TASK REQUIREMENTS: Find the lines in the records below that contain "files", and report each of them.

[[ ENTRIES SHOWN open ]]

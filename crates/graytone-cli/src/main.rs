use clap::{ArgAction, Args, Parser, Subcommand};
use colored::Colorize;
use graytone_core::{FsStore, Preset, RuleSet, RunMode, ScanConfig};
use std::io::Read;
use std::path::{Path, PathBuf};
use std::process;
use tracing_subscriber::EnvFilter;

type CliResult = Result<i32, Box<dyn std::error::Error>>;

/// graytone: normalize gray text-color classes for light/dark themes
///
/// Rewrites bare and legacy gray text classes to
/// `text-gray-500 dark:text-gray-400` across a source tree.
#[derive(Parser)]
#[command(name = "graytone", version, about, long_about = None)]
struct Cli {
    /// More log output on stderr (-v info, -vv debug)
    #[arg(short, long, action = ArgAction::Count, global = true)]
    verbose: u8,

    #[command(subcommand)]
    command: Commands,
}

#[derive(Subcommand)]
enum Commands {
    /// Rewrite files in place
    Fix(ScanArgs),

    /// Report files that would change, exit 1 if any
    Check(ScanArgs),

    /// Print the normalized text of one file
    Normalize {
        /// Path to a file, or - for stdin
        file: PathBuf,
        /// Rule preset to apply
        #[arg(long, default_value_t = Preset::Standard)]
        preset: Preset,
    },

    /// List the rules of a preset in application order
    Rules {
        /// Rule preset to list
        #[arg(long, default_value_t = Preset::Standard)]
        preset: Preset,
    },

    /// Show version information
    Version,
}

#[derive(Args)]
struct ScanArgs {
    /// Directory to scan [default: src]
    #[arg(long)]
    root: Option<PathBuf>,
    /// File suffix to include, repeatable [default: .tsx .ts]
    #[arg(long = "ext")]
    extensions: Vec<String>,
    /// Directory name to skip, repeatable
    #[arg(long)]
    exclude: Vec<String>,
    /// Config file [default: ./graytone.toml when present]
    #[arg(long)]
    config: Option<PathBuf>,
    /// Rule preset to apply
    #[arg(long, default_value_t = Preset::Standard)]
    preset: Preset,
    /// Output a JSON report instead of one line per file
    #[arg(long)]
    json: bool,
}

fn main() {
    let cli = Cli::parse();
    init_logging(cli.verbose);

    let result = match cli.command {
        Commands::Fix(args) => cmd_scan(&args, RunMode::Write),
        Commands::Check(args) => cmd_scan(&args, RunMode::DryRun),
        Commands::Normalize { file, preset } => cmd_normalize(&file, preset),
        Commands::Rules { preset } => cmd_rules(preset),
        Commands::Version => {
            println!(
                "graytone {} (graytone-core {})",
                env!("CARGO_PKG_VERSION"),
                graytone_core::VERSION
            );
            Ok(0)
        }
    };

    let exit_code = match result {
        Ok(code) => code,
        Err(e) => {
            eprintln!("{} {}", "error:".red().bold(), e);
            2
        }
    };

    process::exit(exit_code);
}

fn init_logging(verbose: u8) {
    let default_level = match verbose {
        0 => "warn",
        1 => "info",
        _ => "debug",
    };
    let filter =
        EnvFilter::try_from_default_env().unwrap_or_else(|_| EnvFilter::new(default_level));
    tracing_subscriber::fmt()
        .with_env_filter(filter)
        .with_writer(std::io::stderr)
        .with_target(false)
        .init();
}

// ── Commands ──────────────────────────────────────────────

fn cmd_scan(args: &ScanArgs, mode: RunMode) -> CliResult {
    let config = resolve_config(args)?;
    let verb = match mode {
        RunMode::Write => args.preset.verb(),
        RunMode::DryRun => "Would change",
    };

    let report = graytone_core::run(&config, args.preset, &mut FsStore, mode, |path| {
        if !args.json {
            println!("{} {}", verb, path.display());
        }
    })?;

    if args.json {
        println!("{}", serde_json::to_string_pretty(&report)?);
    } else if mode == RunMode::DryRun && report.has_changes() {
        eprintln!(
            "{} {} of {} files need normalization",
            "check:".yellow().bold(),
            report.changed.len(),
            report.scanned
        );
    }

    Ok(if mode == RunMode::DryRun && report.has_changes() {
        1
    } else {
        0
    })
}

fn cmd_normalize(file: &Path, preset: Preset) -> CliResult {
    let text = if file == Path::new("-") {
        let mut buf = String::new();
        std::io::stdin().read_to_string(&mut buf)?;
        buf
    } else {
        std::fs::read_to_string(file)
            .map_err(|e| format!("cannot read {}: {}", file.display(), e))?
    };

    let out = graytone_core::normalize_with(&text, preset);
    print!("{}", out.text);
    Ok(0)
}

fn cmd_rules(preset: Preset) -> CliResult {
    for (i, rule) in RuleSet::preset(preset).rules().iter().enumerate() {
        let marker = if rule.is_fixpoint() { " (fixpoint)" } else { "" };
        println!("{:>2}. {}{}", i + 1, rule.name().bold(), marker);
        println!("    {}", rule.description());
    }
    Ok(0)
}

// ── Config resolution ─────────────────────────────────────

/// Config file (explicit or discovered) first, then flag overrides
fn resolve_config(args: &ScanArgs) -> graytone_core::Result<ScanConfig> {
    let mut config = match &args.config {
        Some(path) => ScanConfig::load(path)?,
        None => ScanConfig::discover(Path::new("."))?,
    };
    if let Some(root) = &args.root {
        config.root_dir = root.clone();
    }
    if !args.extensions.is_empty() {
        config.set_extensions(&args.extensions);
    }
    if !args.exclude.is_empty() {
        config.exclude = args.exclude.clone();
    }
    tracing::debug!(?config, "resolved scan config");
    Ok(config)
}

[[ ENTRIES SHOWN closed ]]

ANSWER TO THE PROBLEM:
    /// Rewrite files in place
    /// Report files that would change, exit 1 if any
            "{} {} of {} files need normalization",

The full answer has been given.